Young-Sook and Mi-ha have been best friends since childhood on South Korea’s southernmost island of Jeju. Jeju is famous for its haenyeo—female divers who, armed with only a sharp knife and a wetsuit, dive as far as 200 feet into the sea for delicacies like sea cucumber, abalone, and octopus.

In the 1930s, Young-Sook’s mother was the chief of the village’s diving collective. Mi-ha was an orphan tainted by her father’s collaboration with the Japanese forces that have occupied the island since 1910. Despite her family shame, both she and Young-Sook followed the expectations of women on this matriarchal island and trained to become haenyeo.

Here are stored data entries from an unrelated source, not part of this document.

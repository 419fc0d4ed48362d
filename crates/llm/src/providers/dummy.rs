use async_trait::async_trait;

use crate::provider::{GenerateError, GenerationRequest, QueryProvider};

/// Offline backend for tests and first-run setups. Produces a deterministic
/// placeholder query that is harmless if a caller executes it blindly.
#[derive(Debug, Default)]
pub struct DummyProvider;

impl DummyProvider {
    pub fn new() -> Self {
        Self
    }
}

#[async_trait]
impl QueryProvider for DummyProvider {
    async fn generate(&self, request: &GenerationRequest) -> Result<String, GenerateError> {
        request.ensure_prompt()?;

        let normalized = request.prompt.split_whitespace().collect::<Vec<_>>().join(" ");
        Ok(format!("SELECT 1 AS placeholder -- {}", normalized))
    }
}

#[cfg(test)]
mod tests {
    use super::*;

    #[tokio::test]
    async fn returns_nonempty_query_for_prompt() {
        let provider = DummyProvider::new();
        let request = GenerationRequest::new("list users", "");

        let query = provider.generate(&request).await.unwrap();
        assert!(!query.is_empty());
        assert!(query.contains("list users"));
    }

    #[tokio::test]
    async fn is_deterministic() {
        let provider = DummyProvider::new();
        let request = GenerationRequest::new("count  orders\nby day", "ignored");

        let first = provider.generate(&request).await.unwrap();
        let second = provider.generate(&request).await.unwrap();
        assert_eq!(first, second);

        // A fresh instance from the same (empty) config agrees too.
        let other = DummyProvider::new().generate(&request).await.unwrap();
        assert_eq!(first, other);
    }

    #[tokio::test]
    async fn empty_prompt_is_invalid_input() {
        let provider = DummyProvider::new();
        let request = GenerationRequest::new("", "");

        let err = provider.generate(&request).await.unwrap_err();
        assert!(matches!(err, GenerateError::InvalidInput(_)));
    }
}
//! Suspend/resume actuator
//!
//! Suspends are best-effort and never touch the root. Resumes are sent to
//! the root and every child, one pid at a time, and never fail as a whole.

use std::collections::BTreeSet;
use std::fmt;

use nix::errno::Errno;
use nix::sys::signal::{kill, Signal};
use nix::unistd::Pid;
use tracing::{debug, warn};

use crate::error::SignalDeliveryError;
use crate::inspector::{Inspector, ProcessRecord, ProcessTable};
use crate::policy::immune_role;

#[derive(Debug, Clone, Copy, PartialEq, Eq, Hash)]
pub enum SignalAction {
    Suspend,
    Resume,
}

impl SignalAction {
    pub fn signal(self) -> Signal {
        match self {
            SignalAction::Suspend => Signal::SIGSTOP,
            SignalAction::Resume => Signal::SIGCONT,
        }
    }
}

impl fmt::Display for SignalAction {
    fn fmt(&self, f: &mut fmt::Formatter<'_>) -> fmt::Result {
        f.write_str(self.signal().as_str())
    }
}

/// Delivers a stop or continue signal to one pid.
pub trait Signaller {
    fn send(&self, pid: u32, action: SignalAction) -> Result<(), SignalDeliveryError>;
}

impl<S: Signaller + ?Sized> Signaller for &S {
    fn send(&self, pid: u32, action: SignalAction) -> Result<(), SignalDeliveryError> {
        (**self).send(pid, action)
    }
}

/// `kill(2)` with SIGSTOP/SIGCONT
#[derive(Debug, Clone, Copy, Default)]
pub struct NixSignaller;

impl Signaller for NixSignaller {
    fn send(&self, pid: u32, action: SignalAction) -> Result<(), SignalDeliveryError> {
        // pid 0 and anything that wraps negative would address a process group
        let raw = match i32::try_from(pid) {
            Ok(raw) if raw > 0 => raw,
            _ => {
                return Err(SignalDeliveryError {
                    pid,
                    action,
                    errno: Errno::EINVAL,
                })
            }
        };

        kill(Pid::from_raw(raw), action.signal()).map_err(|errno| SignalDeliveryError {
            pid,
            action,
            errno,
        })
    }
}

/// What happened to the root during a resume pass
#[derive(Debug, Clone, Copy, PartialEq, Eq)]
pub enum RootOutcome {
    Resumed,
    /// The root no longer exists; resuming it was a no-op.
    Gone,
    Refused,
}

/// Outcome of one resume pass. Informational only; a resume pass never fails.
#[derive(Debug, Clone, PartialEq, Eq)]
pub struct WakeReport {
    pub root: RootOutcome,
    /// Children that accepted SIGCONT
    pub resumed: Vec<u32>,
    /// Children that exited before they could be resumed
    pub vanished: Vec<u32>,
    /// Children the signal could not be delivered to for any other reason
    pub refused: Vec<u32>,
    /// Re-discovery failed; only the root and previously suspended pids were resumed.
    pub discovery_failed: bool,
}

impl WakeReport {
    /// Number of children a SIGCONT was attempted on
    pub fn children_attempted(&self) -> usize {
        self.resumed.len() + self.vanished.len() + self.refused.len()
    }
}

pub struct Actuator<T, S> {
    inspector: Inspector<T>,
    signaller: S,
}

impl<T: ProcessTable, S: Signaller> Actuator<T, S> {
    pub fn new(inspector: Inspector<T>, signaller: S) -> Self {
        Self {
            inspector,
            signaller,
        }
    }

    pub fn inspector(&self) -> &Inspector<T> {
        &self.inspector
    }

    /// SIGSTOP every child that is not immune.
    ///
    /// Returns every pid a suspend was attempted on. Each pid is recorded
    /// before its signal goes out: a spurious SIGCONT later is harmless, a
    /// SIGSTOP nobody remembers is not.
    pub fn suspend_non_immune(&self, children: &[ProcessRecord]) -> Vec<u32> {
        let mut attempted = Vec::with_capacity(children.len());

        for child in children {
            if let Some(role) = immune_role(&child.command_line) {
                debug!(pid = child.pid, %role, "Sparing immune child");
                continue;
            }

            attempted.push(child.pid);
            match self.signaller.send(child.pid, SignalAction::Suspend) {
                Ok(()) => debug!(pid = child.pid, "Suspended"),
                Err(e) => debug!("Ignoring suspend failure: {e}"),
            }
        }

        attempted
    }

    /// Unconditionally SIGCONT the root and its current children.
    ///
    /// Idempotent, and a no-op on a tree that is already running or gone.
    pub fn resume_all(&self, root: u32) -> WakeReport {
        self.resume_tree(root, &[])
    }

    /// Like [`Actuator::resume_all`], but also resumes `previously_suspended`
    /// even if those pids are no longer children of `root`.
    pub fn resume_tree(&self, root: u32, previously_suspended: &[u32]) -> WakeReport {
        let mut discovery_failed = false;
        let mut targets: BTreeSet<u32> = previously_suspended.iter().copied().collect();

        match self.inspector.discover_children(root) {
            Ok(children) => targets.extend(children.iter().map(|c| c.pid)),
            Err(e) => {
                warn!("Re-discovery of children of {root} failed, resuming known pids only: {e}");
                discovery_failed = true;
            }
        }
        targets.remove(&root);

        let mut report = WakeReport {
            root: RootOutcome::Resumed,
            resumed: Vec::new(),
            vanished: Vec::new(),
            refused: Vec::new(),
            discovery_failed,
        };

        // Children first, the root last: a running parent may fork new
        // children that would miss this pass.
        for pid in targets {
            match self.signaller.send(pid, SignalAction::Resume) {
                Ok(()) => report.resumed.push(pid),
                Err(e) if e.is_vanished() => {
                    debug!(pid, "Child vanished before resume");
                    report.vanished.push(pid);
                }
                Err(e) => {
                    warn!("{e}");
                    report.refused.push(pid);
                }
            }
        }

        report.root = match self.signaller.send(root, SignalAction::Resume) {
            Ok(()) => RootOutcome::Resumed,
            Err(e) if e.is_vanished() => {
                debug!(pid = root, "Root no longer exists");
                RootOutcome::Gone
            }
            Err(e) => {
                warn!("{e}");
                RootOutcome::Refused
            }
        };

        report
    }
}

#[cfg(test)]
mod tests {
    use super::*;
    use crate::testing::{FakeTable, RecordingSignaller};

    fn rec(pid: u32, command_line: &str) -> ProcessRecord {
        ProcessRecord {
            pid,
            command_line: command_line.to_string(),
        }
    }

    #[test]
    fn test_suspend_skips_immune_children() {
        let table = FakeTable::new();
        let sig = RecordingSignaller::new();
        let act = Actuator::new(Inspector::new(&table), &sig);

        let attempted = act.suspend_non_immune(&[
            rec(101, "postgres: checkpointer"),
            rec(102, "worker"),
            rec(103, "postgres: logger"),
        ]);

        assert_eq!(attempted, vec![102]);
        assert_eq!(sig.sent(), vec![(102, SignalAction::Suspend)]);
    }

    #[test]
    fn test_suspend_continues_past_vanished_pid() {
        let table = FakeTable::new();
        let sig = RecordingSignaller::new();
        sig.vanish(102);
        let act = Actuator::new(Inspector::new(&table), &sig);

        let attempted = act.suspend_non_immune(&[rec(102, "a"), rec(103, "b")]);

        assert_eq!(attempted, vec![102, 103]);
        assert!(sig.is_stopped(103));
    }

    #[test]
    fn test_resume_all_signals_children_then_root() {
        let table = FakeTable::new();
        table.set_children(100, &[(101, "x"), (102, "y")]);
        let sig = RecordingSignaller::new();
        let act = Actuator::new(Inspector::new(&table), &sig);

        let report = act.resume_all(100);

        assert_eq!(
            sig.sent(),
            vec![
                (101, SignalAction::Resume),
                (102, SignalAction::Resume),
                (100, SignalAction::Resume),
            ]
        );
        assert_eq!(report.root, RootOutcome::Resumed);
        assert_eq!(report.resumed, vec![101, 102]);
        assert!(!report.discovery_failed);
    }

    #[test]
    fn test_resume_swallows_every_delivery_failure() {
        let table = FakeTable::new();
        table.set_children(100, &[(101, "x"), (102, "y"), (103, "z")]);
        let sig = RecordingSignaller::new();
        sig.vanish(101);
        sig.refuse(102);
        let act = Actuator::new(Inspector::new(&table), &sig);

        let report = act.resume_all(100);

        assert_eq!(report.vanished, vec![101]);
        assert_eq!(report.refused, vec![102]);
        assert_eq!(report.resumed, vec![103]);
        assert_eq!(report.root, RootOutcome::Resumed);
        assert_eq!(sig.sent().len(), 4);
    }

    #[test]
    fn test_resume_of_dead_root_is_gone_not_error() {
        let table = FakeTable::new();
        let sig = RecordingSignaller::new();
        sig.vanish(100);
        let act = Actuator::new(Inspector::new(&table), &sig);

        let report = act.resume_all(100);

        assert_eq!(report.root, RootOutcome::Gone);
        assert_eq!(report.children_attempted(), 0);
    }

    #[test]
    fn test_resume_tree_includes_reparented_pids_once() {
        let table = FakeTable::new();
        table.set_children(100, &[(102, "worker")]);
        let sig = RecordingSignaller::new();
        let act = Actuator::new(Inspector::new(&table), &sig);

        // 105 was suspended but is no longer listed under 100
        let report = act.resume_tree(100, &[102, 105]);

        assert_eq!(report.resumed, vec![102, 105]);
        assert_eq!(sig.count(102, SignalAction::Resume), 1);
        assert_eq!(sig.count(105, SignalAction::Resume), 1);
        assert_eq!(sig.count(100, SignalAction::Resume), 1);
    }

    #[test]
    fn test_resume_survives_failed_rediscovery() {
        let table = FakeTable::new();
        table.fail_with("ps: permission denied");
        let sig = RecordingSignaller::new();
        let act = Actuator::new(Inspector::new(&table), &sig);

        let report = act.resume_tree(100, &[102]);

        assert!(report.discovery_failed);
        assert_eq!(
            sig.sent(),
            vec![(102, SignalAction::Resume), (100, SignalAction::Resume)]
        );
    }

    #[test]
    fn test_nix_signaller_rejects_group_pids() {
        let err = NixSignaller.send(0, SignalAction::Resume).unwrap_err();
        assert_eq!(err.errno, Errno::EINVAL);

        let err = NixSignaller.send(u32::MAX, SignalAction::Resume).unwrap_err();
        assert_eq!(err.errno, Errno::EINVAL);
    }

    #[test]
    fn test_signal_action_display() {
        assert_eq!(SignalAction::Suspend.to_string(), "SIGSTOP");
        assert_eq!(SignalAction::Resume.to_string(), "SIGCONT");
    }
}
//! Throttle controller
//!
//! Drives repeated discover → suspend → nap → resume cycles against a root
//! process until a fixed deadline, and guarantees every cycle's suspends
//! are paired with a resume whichever way the cycle exits.

use std::sync::atomic::{AtomicBool, Ordering};
use std::thread;
use std::time::{Duration, Instant};

use chrono::{DateTime, Local};
use tracing::{debug, info, warn};

use crate::actuator::{Actuator, NixSignaller, Signaller, WakeReport};
use crate::error::{DiscoveryError, SessionError};
use crate::inspector::{Inspector, ProcessTable, PsTable};

/// Parameters of one bounded throttle request
#[derive(Debug, Clone)]
pub struct ThrottleSession {
    pub root: u32,
    pub nap_quantum: Duration,
    pub wake_quantum: Duration,
    pub deadline: Instant,
    pub ends_at: DateTime<Local>,
}

impl ThrottleSession {
    /// Throttle `root` for `minutes` from now.
    ///
    /// The deadline is fixed here and never recomputed, so slow cycles
    /// cannot stretch the session.
    pub fn for_minutes(
        root: u32,
        minutes: u64,
        nap_secs: f64,
        wake_secs: f64,
    ) -> Result<Self, SessionError> {
        let length = Duration::from_secs(minutes.saturating_mul(60));
        Self::for_duration(root, length, nap_secs, wake_secs)
    }

    pub fn for_duration(
        root: u32,
        length: Duration,
        nap_secs: f64,
        wake_secs: f64,
    ) -> Result<Self, SessionError> {
        let nap_quantum = Duration::try_from_secs_f64(nap_secs)
            .ok()
            .filter(|d| !d.is_zero())
            .ok_or(SessionError::InvalidQuantum {
                name: "nap quantum",
                requirement: "a positive number of seconds",
                value: nap_secs,
            })?;
        let wake_quantum =
            Duration::try_from_secs_f64(wake_secs).map_err(|_| SessionError::InvalidQuantum {
                name: "wake quantum",
                requirement: "zero or more seconds",
                value: wake_secs,
            })?;

        let now = Instant::now();
        let deadline = now
            .checked_add(length)
            .ok_or(SessionError::DeadlineOverflow { length })?;
        let ends_at = chrono::Duration::from_std(length)
            .ok()
            .and_then(|d| Local::now().checked_add_signed(d))
            .unwrap_or_else(Local::now);

        Ok(Self {
            root,
            nap_quantum,
            wake_quantum,
            deadline,
            ends_at,
        })
    }
}

/// Outcome of a single throttle cycle
#[derive(Debug, Clone)]
pub struct CycleReport {
    pub discovered: usize,
    pub suspended: Vec<u32>,
    pub wake: WakeReport,
}

/// Outcome of a bounded throttle
#[derive(Debug, Clone)]
pub struct SessionSummary {
    pub cycles: u64,
    /// Total suspend attempts across all cycles
    pub suspensions: u64,
    pub final_wake: WakeReport,
    /// Stopped early by the shutdown flag rather than the deadline
    pub interrupted: bool,
}

/// Resumes the tree when dropped unless already released.
///
/// Covers `?` returns and panics between the first SIGSTOP and the
/// explicit resume at the end of a cycle.
struct ResumeGuard<'a, T: ProcessTable, S: Signaller> {
    actuator: &'a Actuator<T, S>,
    root: u32,
    suspended: Vec<u32>,
    armed: bool,
}

impl<'a, T: ProcessTable, S: Signaller> ResumeGuard<'a, T, S> {
    fn new(actuator: &'a Actuator<T, S>, root: u32) -> Self {
        Self {
            actuator,
            root,
            suspended: Vec::new(),
            armed: true,
        }
    }

    fn record(&mut self, pids: Vec<u32>) {
        self.suspended.extend(pids);
    }

    fn release(mut self) -> WakeReport {
        self.armed = false;
        self.actuator.resume_tree(self.root, &self.suspended)
    }
}

impl<T: ProcessTable, S: Signaller> Drop for ResumeGuard<'_, T, S> {
    fn drop(&mut self) {
        if self.armed {
            warn!(
                root = self.root,
                "Cycle aborted, resuming {} suspended pid(s) and the root",
                self.suspended.len()
            );
            self.actuator.resume_tree(self.root, &self.suspended);
        }
    }
}

pub struct Controller<T, S> {
    actuator: Actuator<T, S>,
}

impl Controller<PsTable, NixSignaller> {
    /// Controller over the live process table and real signals
    pub fn system(ps_binary: &str) -> Self {
        Self::new(PsTable::new(ps_binary), NixSignaller)
    }
}

impl<T: ProcessTable, S: Signaller> Controller<T, S> {
    pub fn new(table: T, signaller: S) -> Self {
        Self {
            actuator: Actuator::new(Inspector::new(table), signaller),
        }
    }

    pub fn actuator(&self) -> &Actuator<T, S> {
        &self.actuator
    }

    /// Unconditional, idempotent wake of `root` and its current children.
    ///
    /// The recovery lever after a controller died without resuming.
    pub fn wake(&self, root: u32) -> WakeReport {
        let report = self.actuator.resume_all(root);
        info!(
            root,
            root_outcome = ?report.root,
            children = report.children_attempted(),
            resumed = report.resumed.len(),
            vanished = report.vanished.len(),
            refused = report.refused.len(),
            "Wake complete"
        );
        report
    }

    /// One discover → suspend → nap → resume cycle.
    ///
    /// The resume runs even if discovery fails or the nap panics.
    pub fn run_cycle(&self, session: &ThrottleSession) -> Result<CycleReport, DiscoveryError> {
        let mut guard = ResumeGuard::new(&self.actuator, session.root);

        let children = self.actuator.inspector().discover_children(session.root)?;
        let suspended = self.actuator.suspend_non_immune(&children);
        let suspended_count = suspended.len();
        guard.record(suspended.clone());

        thread::sleep(session.nap_quantum);

        let wake = guard.release();
        debug!(
            root = session.root,
            discovered = children.len(),
            suspended = suspended_count,
            "Cycle complete"
        );

        Ok(CycleReport {
            discovered: children.len(),
            suspended,
            wake,
        })
    }

    /// Cycle until the session deadline or until `shutdown` is set.
    ///
    /// A final unconditional resume always runs before this returns, on
    /// success and on error alike.
    pub fn run_bounded(
        &self,
        session: &ThrottleSession,
        shutdown: &AtomicBool,
    ) -> Result<SessionSummary, DiscoveryError> {
        info!(
            root = session.root,
            nap_quantum = ?session.nap_quantum,
            wake_quantum = ?session.wake_quantum,
            "Throttling until {}",
            session.ends_at.format("%Y-%m-%d %H:%M:%S")
        );

        let mut cycles = 0u64;
        let mut suspensions = 0u64;
        let outcome = self.cycle_until_deadline(session, shutdown, &mut cycles, &mut suspensions);

        let final_wake = self.actuator.resume_all(session.root);
        info!(
            root = session.root,
            cycles,
            suspensions,
            root_outcome = ?final_wake.root,
            "Throttle session ended"
        );

        let interrupted = outcome?;
        Ok(SessionSummary {
            cycles,
            suspensions,
            final_wake,
            interrupted,
        })
    }

    fn cycle_until_deadline(
        &self,
        session: &ThrottleSession,
        shutdown: &AtomicBool,
        cycles: &mut u64,
        suspensions: &mut u64,
    ) -> Result<bool, DiscoveryError> {
        loop {
            if shutdown.load(Ordering::SeqCst) {
                info!("Shutdown requested, leaving throttle loop");
                return Ok(true);
            }
            if Instant::now() >= session.deadline {
                return Ok(false);
            }

            let report = self.run_cycle(session)?;
            *cycles += 1;
            *suspensions += report.suspended.len() as u64;

            let remaining = session.deadline.saturating_duration_since(Instant::now());
            let hold = session.wake_quantum.min(remaining);
            if !hold.is_zero() {
                thread::sleep(hold);
            }
        }
    }
}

The novel begins decades later in 2008. Their friendship has long been shattered and, when approached by Mi-ha’s granddaughter, Young-Sook pretends not to know her. The reasons why emerge through memories and flashbacks, which illustrate the island’s history and how it’s shaped the women’s lives. This includes the Japanese occupation, the war, the brutality of the ensuing U.S. occupation, and the movement for Korean liberation. The reader gets not only a history lesson, but also a narrative window into the island’s matriarchal culture, as Young-Sook recounts her childhood, early marriage, and later adult years as the island—and the country—passes from occupier to occupier.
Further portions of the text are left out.